“Si, en el momento de la concepción, una mujer piensa en otro hombre —presente o ausente— el niño que nazca tendrá semejanza con el hombre en quien la mujer pensaba”. La afirmación es de Lemnius, un médico holandés del siglo 16, y aunque la ciencia de hoy diga lo contrario nuestro pensamiento insiste en proponernos que algo cierto debe haber en esa afirmación. El hecho de que el hombre en quien la mujer piensa pueda estar “presente o ausente” le agrega a la escena unas curiosas posibilidades.
Cuenta Heliodoro que Persina, una reina de Etiopía, negra como la noche, tuvo un bebé blanquísimo por andar obsesionada con un cuadro de Perseo y Andrómeda. Bale, por su parte, sostiene que una de las concubinas del papa Nicolás tercero dio a luz un monstruo por haber visto un oso poco antes de quedar embarazada. En la Grecia de Pericles se contaba que un próspero comerciante quiso contrarrestar la fealdad suya y la de su esposa comprando una pintura de figuras hermosas y colgándola en una pared del tálamo. Pero sus efectos en la concepción son sólo el comienzo de la influencia poderosa que la imaginación ejerce en nuestras vidas.
Dicen que las cicatrices que les salían a San Francisco y a San Dagoberto venían de la intensidad con que imaginaban las heridas de Cristo. La historia de la humanidad abunda en casos de personas a quienes su propia imaginación transformó en lobos, perros, burros, ranas y toda clase de animales. Dicen que quienes padecen de hidrofobia ven la figura de un perro cuando miran su reflejo en el agua. Dicen también que los enfermos y los melancólicos conciben cosas tan extrañas como que son mujeres, siendo hombres, así como lo contrario, o que piensan que son reyes, insectos, livianos, pesados, transparentes, de vidrio, grandiosos, minúsculos, insensibles, y hay algunos que creen que están muertos.
Muchas enfermedades se contagian por exceso de imaginación. En el siglo 16 en Inglaterra se contaba la historia del hombre que murió en presencia de alguien que se creía contagiado por la peste (aunque después se supo que estaba sano). Los adivinos ganan crédito por sembrar en sus clientes aprehensiones que provocan lo predicho.
Cuenta Aristóteles que en Grecia había gente que moría cuando veía a alguien ahorcado.
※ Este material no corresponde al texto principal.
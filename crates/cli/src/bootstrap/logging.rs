use authdns_domain::Config;
use tracing_subscriber::EnvFilter;

/// Installs the global subscriber.
///
/// `RUST_LOG` wins when set; otherwise `logging.level` from the config is used.
pub fn init_logging(config: &Config) {
    let filter = EnvFilter::try_from_default_env()
        .or_else(|_| EnvFilter::try_new(&config.logging.level))
        .unwrap_or_else(|_| EnvFilter::new("info"));

    tracing_subscriber::fmt()
        .with_env_filter(filter)
        .with_target(false)
        .try_init()
        .ok();
}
En Francia en el siglo 16 hubo un judío que caminó por la noche sobre un tablón muy estrecho, pero murió al día siguiente, al ver la altura del tablón sobre el abismo.
Hace meses me propuse escribir sobre el libro más entretenido que conozco, el mamotreto que me llevaría a la isla desierta o a cualquier sitio donde fuera. Ahora mismo lo tengo conmigo durante una breve estadía en la ardorosa capital del mundo. Pero el tiempo me fue revelando lo imposible de mi tarea. Robert Burton (1577-1640) dedicó casi toda su vida a escribir y reescribir su Anatomía de la melancolía. Quizá tomaría también una vida hacerle justicia a este compendio de la rareza humana. Aquí solamente he mencionado algunas curiosas observaciones que aparecen en dos de sus casi mil páginas. Imaginen el resto y concluyan. Mientras tanto los dejo con unas preguntas que aparecen en esas mismas páginas:
¿Por qué el bostezo de una persona hace bostezar a otra? ¿Por qué una persona que orina hace que otra quiera orinar? ¿Por qué un cadáver sangra de nuevo cuando vuelve a estar en presencia del asesino?
Para Burton, todo indica que estos y otros misterios similares se pueden explicar por el influjo poderoso de nuestra propia fantasía.
*Publicado en Vivir en El Poblado el 19 de julio de 2012.